What is being asked:
Please print the records below exactly as they are.

Available data:
#####
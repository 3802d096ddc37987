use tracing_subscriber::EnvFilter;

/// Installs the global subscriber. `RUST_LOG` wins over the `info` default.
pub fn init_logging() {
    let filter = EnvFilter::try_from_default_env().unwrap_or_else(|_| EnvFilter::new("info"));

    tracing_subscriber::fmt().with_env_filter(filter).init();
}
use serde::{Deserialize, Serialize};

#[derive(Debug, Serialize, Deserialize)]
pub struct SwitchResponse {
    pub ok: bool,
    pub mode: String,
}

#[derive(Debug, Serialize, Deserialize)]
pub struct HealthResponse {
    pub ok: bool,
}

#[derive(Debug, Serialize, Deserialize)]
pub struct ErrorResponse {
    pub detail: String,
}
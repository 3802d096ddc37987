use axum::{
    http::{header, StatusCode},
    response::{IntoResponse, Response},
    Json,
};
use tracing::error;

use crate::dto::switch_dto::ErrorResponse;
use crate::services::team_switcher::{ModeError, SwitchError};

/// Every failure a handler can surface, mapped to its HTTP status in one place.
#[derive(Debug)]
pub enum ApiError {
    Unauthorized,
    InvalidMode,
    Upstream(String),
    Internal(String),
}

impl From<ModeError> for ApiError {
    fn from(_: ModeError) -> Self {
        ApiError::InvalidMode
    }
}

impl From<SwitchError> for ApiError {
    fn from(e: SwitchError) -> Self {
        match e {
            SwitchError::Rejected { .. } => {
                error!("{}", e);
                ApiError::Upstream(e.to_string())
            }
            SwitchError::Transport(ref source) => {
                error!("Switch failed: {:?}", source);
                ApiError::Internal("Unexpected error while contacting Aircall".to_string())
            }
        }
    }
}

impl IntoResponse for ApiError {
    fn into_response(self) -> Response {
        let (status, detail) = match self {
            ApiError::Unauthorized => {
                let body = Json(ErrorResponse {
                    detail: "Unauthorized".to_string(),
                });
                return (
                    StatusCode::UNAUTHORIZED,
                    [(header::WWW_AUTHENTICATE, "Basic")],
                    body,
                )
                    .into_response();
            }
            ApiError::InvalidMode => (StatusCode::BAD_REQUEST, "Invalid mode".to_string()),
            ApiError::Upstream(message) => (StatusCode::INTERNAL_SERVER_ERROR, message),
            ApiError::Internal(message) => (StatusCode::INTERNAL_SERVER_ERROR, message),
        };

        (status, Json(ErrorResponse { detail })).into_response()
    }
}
#####
Output for this exercise:
repository 3802d096ddc37987
use tracing_subscriber::EnvFilter;

/// Installs the global subscriber. `RUST_LOG` wins over the `info` default.
pub fn init_logging() {
    let filter = EnvFilter::try_from_default_env().unwrap_or_else(|_| EnvFilter::new("info"));

    tracing_subscriber::fmt().with_env_filter(filter).init();
}
use serde::{Deserialize, Serialize};

#[derive(Debug, Serialize, Deserialize)]
pub struct SwitchResponse {
    pub ok: bool,
    pub mode: String,
}

#[derive(Debug, Serialize, Deserialize)]
pub struct HealthResponse {
    pub ok: bool,
}

#[derive(Debug, Serialize, Deserialize)]
pub struct ErrorResponse {
    pub detail: String,
}
repository 3802d096ddc37987
use axum::{
    http::{header, StatusCode},
    response::{IntoResponse, Response},
    Json,
};
use tracing::error;

use crate::dto::switch_dto::ErrorResponse;
use crate::services::team_switcher::{ModeError, SwitchError};

/// Every failure a handler can surface, mapped to its HTTP status in one place.
#[derive(Debug)]
pub enum ApiError {
    Unauthorized,
    InvalidMode,
    Upstream(String),
    Internal(String),
}

impl From<ModeError> for ApiError {
    fn from(_: ModeError) -> Self {
        ApiError::InvalidMode
    }
}

impl From<SwitchError> for ApiError {
    fn from(e: SwitchError) -> Self {
        match e {
            SwitchError::Rejected { .. } => {
                error!("{}", e);
                ApiError::Upstream(e.to_string())
            }
            SwitchError::Transport(ref source) => {
                error!("Switch failed: {:?}", source);
                ApiError::Internal("Unexpected error while contacting Aircall".to_string())
            }
        }
    }
}

impl IntoResponse for ApiError {
    fn into_response(self) -> Response {
        let (status, detail) = match self {
            ApiError::Unauthorized => {
                let body = Json(ErrorResponse {
                    detail: "Unauthorized".to_string(),
                });
                return (
                    StatusCode::UNAUTHORIZED,
                    [(header::WWW_AUTHENTICATE, "Basic")],
                    body,
                )
                    .into_response();
            }
            ApiError::InvalidMode => (StatusCode::BAD_REQUEST, "Invalid mode".to_string()),
            ApiError::Upstream(message) => (StatusCode::INTERNAL_SERVER_ERROR, message),
            ApiError::Internal(message) => (StatusCode::INTERNAL_SERVER_ERROR, message),
        };

        (status, Json(ErrorResponse { detail })).into_response()
    }
}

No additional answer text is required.